In his first term, he was able to close a gaping budget chasm without crippling city services by imposing the largest and bravest property-tax hike in history—and it sent his approval ratings plunging. When the city boomed again, this Nixon-to-China boldness by a businessman/mayor had forever refuted the knee-jerk right-wing orthodoxy that higher taxes invariably kill growth. His smoking ban proved that a mayor can literally change the air we breathe and was part of a lifesaving public-health commitment that pumped resources into city hospitals that his predecessor had stripped of city funding. While mayors before him had hidden behind the independent Board of Education to diffuse responsibility for the seemingly intractable dysfunction of the schools, Mike Bloomberg put himself in charge and staked his mayoralty on the slow but steady improvement that has occurred with him at the helm. The continuing decline in the murder rate under Bloomberg was a rebuke of the Giuliani years, when New Yorkers were led to believe that a polarized city was the price we had to pay to reduce crime.

As thankful as the city is for all Mayor Mike accomplished after 9/11, that was nearly a full term ago. Now, he’s decided he wants a third term, even though he still owes us a second.

Even his strongest allies have a hard time naming a memorable achievement from Bloomberg’s second term—beyond his sparking a national gun-control campaign. Instead, he was fixated for most of the last two years by an always-improbable, yet ballyhooed pursuit of the presidency, followed by a largely unnoticed, two-month-long audition for the consolation prize of vice president.

In one of the most sordid performances by a city executive in modern history, Deputy Mayor Kevin Sheekey appeared on NY1 in May to declare that “the person who picks Mayor Bloomberg as their vice-presidential candidate wins the election,” partly because Bloomberg would “help finance a campaign” with “between zero and a billion” dollars. This televised and indiscriminate bribe offer generated no takers and, more remarkably, drew not one word of fire from the city media.

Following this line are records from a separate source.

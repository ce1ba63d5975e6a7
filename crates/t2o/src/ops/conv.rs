//! 2-D convolution, the layout-sensitive producer.
//!
//! Activations are channel-last in the source and channel-first in the target,
//! and weights move from `OHWI` to `OIHW`, so Conv tags every operand with a
//! layout and lets the tensor transform pass permute them.

use crate::error::{ConvertError, Result};
use crate::graph::Graph;
use crate::layout::Layout;
use crate::ops::{check_arity, OpId, OpKind};
use crate::source::{ActivationFunction, BuiltinOperator, BuiltinOptions, Padding};
use crate::target::{AttributeValue, Node};
use crate::tensor::TensorId;

#[derive(Debug, Clone, Copy, PartialEq, Eq, Default)]
pub enum AutoPad {
    SameUpper,
    #[default]
    Valid,
}

impl AutoPad {
    pub fn as_str(self) -> &'static str {
        match self {
            AutoPad::SameUpper => "SAME_UPPER",
            AutoPad::Valid => "VALID",
        }
    }
}

impl From<Padding> for AutoPad {
    fn from(padding: Padding) -> Self {
        match padding {
            Padding::Same => AutoPad::SameUpper,
            Padding::Valid => AutoPad::Valid,
        }
    }
}

#[derive(Debug, Clone, Default, PartialEq, Eq)]
pub struct ConvAttrs {
    pub auto_pad: AutoPad,
    pub strides: Vec<i64>,
    pub dilations: Vec<i64>,
    pub kernel_shape: Vec<i64>,
}

pub(crate) fn parse(graph: &mut Graph<'_>, op: OpId) -> Result<()> {
    let desc = graph.source_op(op);
    let index = graph
        .op(op)
        .index()
        .unwrap_or_else(|| panic!("{} has no source operator", graph.op(op)));
    assert_eq!(
        graph.model().opcode(desc),
        BuiltinOperator::Conv2d,
        "operator #{index} is not a convolution"
    );
    check_arity("Conv", index, "inputs", 2..=3, desc.inputs.len())?;
    check_arity("Conv", index, "outputs", 1..=1, desc.outputs.len())?;

    let options = match &desc.options {
        BuiltinOptions::Conv2d(options) => options,
        _ => {
            return Err(ConvertError::UnsupportedAttribute {
                op: "Conv",
                index,
                reason: "missing Conv2D options".to_string(),
            })
        }
    };
    if options.fused_activation_function != ActivationFunction::None {
        return Err(ConvertError::UnsupportedAttribute {
            op: "Conv",
            index,
            reason: format!(
                "fused activation {:?}",
                options.fused_activation_function
            ),
        });
    }

    let activation = Layout::new("NHWC", "NCHW");
    let input = graph.parse_input(op, 0, Some(activation.clone()), false)?;
    check_activation_rank(graph, input)?;

    let weights = graph.parse_input(op, 1, Some(Layout::new("OHWI", "OIHW")), true)?;
    let kernel = graph.tensor(weights);
    if kernel.rank() != 4 {
        return Err(ConvertError::validation(
            kernel.name(),
            format!("convolution weights must be rank 4, found {:?}", kernel.shape),
        ));
    }
    // Source weights are OHWI; spatial dims sit at 1 and 2.
    let kernel_shape = vec![kernel.shape[1] as i64, kernel.shape[2] as i64];

    if desc.inputs.get(2).map_or(false, |&t| t >= 0) {
        graph.parse_input(op, 2, None, true)?;
    }

    let output = graph.parse_output(op, 0, Some(activation))?;
    check_activation_rank(graph, output)?;

    let attrs = ConvAttrs {
        auto_pad: options.padding.into(),
        strides: vec![options.stride_h as i64, options.stride_w as i64],
        dilations: vec![
            options.dilation_h_factor as i64,
            options.dilation_w_factor as i64,
        ],
        kernel_shape,
    };
    let name = graph.tensor(output).name().to_string();
    let operator = graph.op_mut(op);
    operator.kind = OpKind::Conv(attrs);
    operator.name = name;
    operator.set_parsed();
    Ok(())
}

fn check_activation_rank(graph: &Graph<'_>, id: TensorId) -> Result<()> {
    let tensor = graph.tensor(id);
    if tensor.rank() != 4 {
        return Err(ConvertError::validation(
            tensor.name(),
            format!("convolution activations must be rank 4, found {:?}", tensor.shape),
        ));
    }
    Ok(())
}

pub(crate) fn attributes(attrs: &ConvAttrs, node: Node) -> Node {
    node.with_attr(
        "auto_pad",
        AttributeValue::String(attrs.auto_pad.as_str().to_string()),
    )
    .with_attr("dilations", AttributeValue::Ints(attrs.dilations.clone()))
    .with_attr("group", AttributeValue::Int(1))
    .with_attr(
        "kernel_shape",
        AttributeValue::Ints(attrs.kernel_shape.clone()),
    )
    .with_attr("strides", AttributeValue::Ints(attrs.strides.clone()))
}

Two weeks later, Bloomberg acknowledged that he’d asked a pollster to see what voters thought about extending term limits so he could run again. The day before Joe Biden’s selection was formally announced in late August, The New York Times revealed that the mayor had been reaching out to fellow media titans—including Arthur Sulzberger of the Times, the Post‘s Rupert Murdoch, and the Daily News‘s Mort Zuckerman—to see if they would support a City Council bill to reverse the two-term limits that voters had approved in two overwhelmingly popular referendums. Two of the newspapers had to distance themselves from their own prior opposition to altering term limits by legislation, as did Bloomberg (he called a previous attempt “an absolute disgrace”) and his council consigliere, Christine Quinn (in December, she nixed the possibility of a bill, saying that “the voters have made their will very, very clear”).

Last month’s 29-to-22 council vote to do Bloomberg’s bidding was the most tawdry moment in city politics I’ve ever seen. More camera crews and reporters attended the vote than any other session in City Council history—some said the passage of the bill was as close as we would get to a mayoral election in 2009.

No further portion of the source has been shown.